The Queen of the Tearling by Erika Johansen
It tells the story of Kelsea, a young princess, who has been in hiding all her existence, and was raised by two very loyal people to the throne due to some dangerous circumstances forcing her to live in exhile. On her 19th birthday, the queen’s guard shows up to accompany her back to the keep so she can reclaim her dead mother’s throne. Kelsea has been prepared her entire life for this responsibility by her foster parents. And despite doing everything they can to prepare her academically and mentally, they didn’t always provide her with all the information she needed.
Even though she may be inexperienced, she is protected by the Tearling sapphire, a jewel of immense magical power she wears around her neck. She feels quite insecure to lead her people and her kingdom which she knows roughly nothing about. Kelsea is constantly in danger, with enemies surrounding her, from assassins to the darkest blood magic, to prevent her from wearing the crown. Despite all that, she still wanted to change the way the system works for the good of the people. Which has angered the Red Queen, who’s a ruler of a neighbouring kingdom and a sorceress of the dark magic.
The story follows Kelsea’s journey in defeating the Red Queen who’s determined to destroy her, discovering who she can trust to help her claim her rightful place at the throne and her survival.
I’ve been gifted this book a while ago and have not found its appeal for me to dive into it since. I decided to give it a go this year, but was very demotivated by the excessive amount of details around the surroundings in the first chapter. I normally enjoy the details in books as they support me in visualising the scenes, but this one was a bit too much for my preferences.
I normally can’t enforce myself to read a book and have to be highly interested in the storyline to go through it, therefore I had to DNF this one.
If you are a fan of The Queen of the Tearling and you believe that I should seriously give it another go, describe to me below why I should do so and let’s see if I can be sold! Of course, make sure it’s spoiler free!

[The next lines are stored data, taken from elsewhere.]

use std::path::PathBuf;

use clap::{Parser, Subcommand, ValueEnum};

#[derive(Parser)]
#[command(name = "tracker")]
#[command(about = "Track videos, articles and movies with local-first sync")]
#[command(version)]
pub struct Cli {
    #[command(subcommand)]
    pub command: Commands,

    /// Optional path to local database file
    #[arg(long, global = true, value_name = "PATH")]
    pub db_path: Option<PathBuf>,
}

#[derive(Subcommand)]
pub enum Commands {
    /// Track a new item
    #[command(alias = "new")]
    Add {
        /// Item title
        #[arg(required = true)]
        title: Vec<String>,
        #[arg(long)]
        url: Option<String>,
        /// Movie, TV, Trailer, Video, Blog, Podcast, Book, Course, Game or Other
        #[arg(short, long)]
        category: Option<String>,
        /// low, medium or high
        #[arg(short, long)]
        priority: Option<String>,
        /// Comma-separated tags
        #[arg(short, long)]
        tags: Option<String>,
        #[arg(long)]
        notes: Option<String>,
        /// Where the item was found
        #[arg(long)]
        source: Option<String>,
        /// Set a reminder this many minutes from now
        #[arg(long, value_name = "MINS")]
        reminder_in_mins: Option<u64>,
    },
    /// List tracked items
    List {
        /// todo or done
        #[arg(long)]
        status: Option<String>,
        #[arg(short, long)]
        category: Option<String>,
        #[arg(short, long)]
        priority: Option<String>,
        /// Match title, notes or tags
        #[arg(short, long)]
        search: Option<String>,
        /// Require a tag (repeatable)
        #[arg(long = "tag")]
        tags: Vec<String>,
        /// updated_desc, updated_asc, created_desc, created_asc, priority_desc or priority_asc
        #[arg(long, default_value = "updated_desc")]
        sort: String,
        /// Number of items to show
        #[arg(short, long)]
        limit: Option<usize>,
        /// Output as JSON
        #[arg(long)]
        json: bool,
    },
    /// Show one item
    Show {
        /// Item ID or unique ID prefix
        id: String,
        /// Output as JSON
        #[arg(long)]
        json: bool,
    },
    /// Mark an item as done
    Done {
        /// Item ID or unique ID prefix
        id: String,
    },
    /// Mark an item as todo again
    Reopen {
        /// Item ID or unique ID prefix
        id: String,
    },
    /// Delete an item
    #[command(alias = "rm")]
    Delete {
        /// Item ID or unique ID prefix
        id: String,
    },
    /// Push an item's reminder into the future
    Snooze {
        /// Item ID or unique ID prefix
        id: String,
        /// Minutes to snooze for (default 60)
        #[arg(long)]
        mins: Option<u64>,
    },
    /// List reminders that are still pending
    Reminders {
        /// Output as JSON
        #[arg(long)]
        json: bool,
    },
    /// Send queued changes to the remote sheet
    Sync,
    /// Replace local items with everything on the remote sheet
    Pull,
    /// Show remote sheet statistics
    Stats,
    /// Move old remote rows to archive sheets
    Archive,
    /// Inspect the outbound queue
    Queue {
        #[command(subcommand)]
        command: QueueCommands,
    },
    /// Export items
    Export {
        /// Output format
        #[arg(long, value_enum, default_value_t = ExportFormat::Json)]
        format: ExportFormat,
        /// Optional output file path (prints to stdout if omitted)
        #[arg(short, long, value_name = "PATH")]
        output: Option<PathBuf>,
    },
    /// Import items from a JSON export
    Import {
        /// Path to an export file
        file: PathBuf,
    },
    /// Show or change sync settings
    Config {
        #[command(subcommand)]
        command: ConfigCommands,
    },
    /// Sync periodically until interrupted
    Daemon,
}

#[derive(Subcommand)]
pub enum QueueCommands {
    /// List pending entries
    List {
        /// Output as JSON
        #[arg(long)]
        json: bool,
    },
    /// Discard every pending entry
    Clear,
}

#[derive(Subcommand)]
pub enum ConfigCommands {
    /// Print current settings
    Show,
    /// Update settings
    Set {
        /// Apps Script web app URL (empty string clears it)
        #[arg(long, value_name = "URL")]
        url: Option<String>,
        /// Autosync interval in minutes (minimum 5)
        #[arg(long, value_name = "MINS")]
        autosync_mins: Option<u64>,
        /// HTTP request timeout in seconds
        #[arg(long, value_name = "SECS")]
        timeout_secs: Option<u64>,
    },
}

#[derive(Clone, Copy, Debug, Eq, PartialEq, ValueEnum)]
pub enum ExportFormat {
    Json,
    Markdown,
}
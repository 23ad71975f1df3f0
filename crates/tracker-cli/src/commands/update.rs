use std::path::Path;
use std::time::Duration;

use tracker_core::Status;

use crate::commands::common::{format_timestamp, open_service, resolve_item};
use crate::error::CliError;

pub async fn run_done(id: &str, db_path: &Path) -> Result<(), CliError> {
    let service = open_service(db_path).await?;
    let item = resolve_item(&service, id).await?;

    let item = service.mark_done(&item.id).await?;
    println!("Done: {}", item.title);
    Ok(())
}

pub async fn run_reopen(id: &str, db_path: &Path) -> Result<(), CliError> {
    let service = open_service(db_path).await?;
    let item = resolve_item(&service, id).await?;

    let item = service.set_status(&item.id, Status::Todo).await?;
    println!("Reopened: {}", item.title);
    Ok(())
}

pub async fn run_snooze(id: &str, minutes: Option<u64>, db_path: &Path) -> Result<(), CliError> {
    let service = open_service(db_path).await?;
    let item = resolve_item(&service, id).await?;

    let duration = minutes.map(|minutes| Duration::from_secs(minutes.saturating_mul(60)));
    let item = service.snooze_reminder(&item.id, duration).await?;
    let until = item.reminder_time.map(format_timestamp).unwrap_or_default();
    println!("Snoozed until {until}: {}", item.title);
    Ok(())
}
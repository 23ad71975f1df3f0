use std::path::Path;

use crate::commands::common::{open_service, resolve_item};
use crate::error::CliError;

pub async fn run_delete(id: &str, db_path: &Path) -> Result<(), CliError> {
    let service = open_service(db_path).await?;
    let item = resolve_item(&service, id).await?;

    service.delete_item(&item.id).await?;
    println!("{}", item.id);
    Ok(())
}
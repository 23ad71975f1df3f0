//! Batch flush of the outbound queue

use std::sync::Arc;

use serde_json::Value;

use super::client::{RemoteClient, UpsertSummary};
use crate::config::SyncOptions;
use crate::db::{KeyValueStore, OutboundQueue};
use crate::error::Result;
use crate::models::{ItemId, QueueEntry};

/// Most entries sent per flush
pub const BATCH_SIZE: usize = 100;

/// Why a flush sent nothing
#[derive(Debug, Clone, Copy, PartialEq, Eq)]
pub enum SkipReason {
    NotConfigured,
    EmptyQueue,
}

/// Result of one successful flush
#[derive(Debug, Clone, PartialEq, Eq)]
pub enum FlushOutcome {
    Skipped(SkipReason),
    Delivered {
        deletes: usize,
        upserts: usize,
        summary: Option<UpsertSummary>,
    },
}

impl FlushOutcome {
    /// Entries acknowledged by the remote
    pub const fn delivered(&self) -> usize {
        match self {
            Self::Skipped(_) => 0,
            Self::Delivered {
                deletes, upserts, ..
            } => *deletes + *upserts,
        }
    }
}

/// A batch split by operation
#[derive(Debug, Default, PartialEq)]
struct Partition {
    deletes: Vec<ItemId>,
    upserts: Vec<Value>,
    dropped: usize,
}

fn partition(batch: &[QueueEntry]) -> Partition {
    let mut partition = Partition::default();
    for entry in batch {
        match entry {
            QueueEntry::Delete { id } => partition.deletes.push(id.clone()),
            entry if entry.is_malformed_delete() => partition.dropped += 1,
            entry => partition.upserts.push(entry.to_upsert_payload()),
        }
    }
    partition
}

/// Drains the outbound queue to the remote endpoint one batch at a time.
///
/// A batch is all-or-nothing: if any request fails, or the flush is dropped
/// before the remote answers, every entry taken for it goes back to the head
/// of the queue in its original order.
pub struct SyncEngine<S> {
    kv: Arc<S>,
    queue: Arc<OutboundQueue<S>>,
    batch_size: usize,
}

impl<S: KeyValueStore> SyncEngine<S> {
    pub const fn new(kv: Arc<S>, queue: Arc<OutboundQueue<S>>) -> Self {
        Self {
            kv,
            queue,
            batch_size: BATCH_SIZE,
        }
    }

    pub fn queue(&self) -> &OutboundQueue<S> {
        &self.queue
    }

    /// Whether a remote endpoint is configured right now
    pub async fn is_configured(&self) -> Result<bool> {
        Ok(SyncOptions::load(self.kv.as_ref()).await?.is_configured())
    }

    /// Send at most one batch and reconcile the queue
    pub async fn flush_once(&self) -> Result<FlushOutcome> {
        let options = SyncOptions::load(self.kv.as_ref()).await?;
        let Some(client) = RemoteClient::from_options(&options)? else {
            tracing::debug!("Skipping flush: no remote endpoint configured");
            return Ok(FlushOutcome::Skipped(SkipReason::NotConfigured));
        };

        let batch = self.queue.lease_batch(self.batch_size).await?;
        if batch.is_empty() {
            return Ok(FlushOutcome::Skipped(SkipReason::EmptyQueue));
        }

        let result = self.transmit(&client, batch.entries()).await;
        match result {
            Ok(outcome) => {
                batch.commit();
                Ok(outcome)
            }
            Err(error) => {
                tracing::warn!(
                    "Flush of {} entries failed, requeueing: {error}",
                    batch.len()
                );
                batch.release().await?;
                Err(error)
            }
        }
    }

    async fn transmit(&self, client: &RemoteClient, batch: &[QueueEntry]) -> Result<FlushOutcome> {
        let Partition {
            deletes,
            upserts,
            dropped,
        } = partition(batch);

        if dropped > 0 {
            tracing::warn!("Dropping {dropped} delete entries without an id");
        }

        if !deletes.is_empty() {
            client.bulk_delete(&deletes).await?;
            tracing::debug!("Remote deleted {} items", deletes.len());
        }

        let mut summary = None;
        if !upserts.is_empty() {
            let counts = client.bulk_upsert(&upserts).await?;
            tracing::info!(
                "Upserted {} items (updated {:?}, inserted {:?})",
                counts.upserted.unwrap_or(upserts.len() as u64),
                counts.updated,
                counts.inserted
            );
            summary = Some(counts);
        }

        Ok(FlushOutcome::Delivered {
            deletes: deletes.len(),
            upserts: upserts.len(),
            summary,
        })
    }
}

I’m aware that Helen Hoang is releasing a third book in the Kiss Quotient series later this year and I already know that it’s undoubtedly being added to my TBR!! In the first book, Quan’s character is introduced as Michael’s cousin, and you get to see how much of a good friend he is, and in the second one he’s Khai’s brother and you get to appreciate how supportive, kind and patient he is. And the fact that the third book is about his story, you can already understand my excitement!
Will you be including The Heart Principle to your reading list?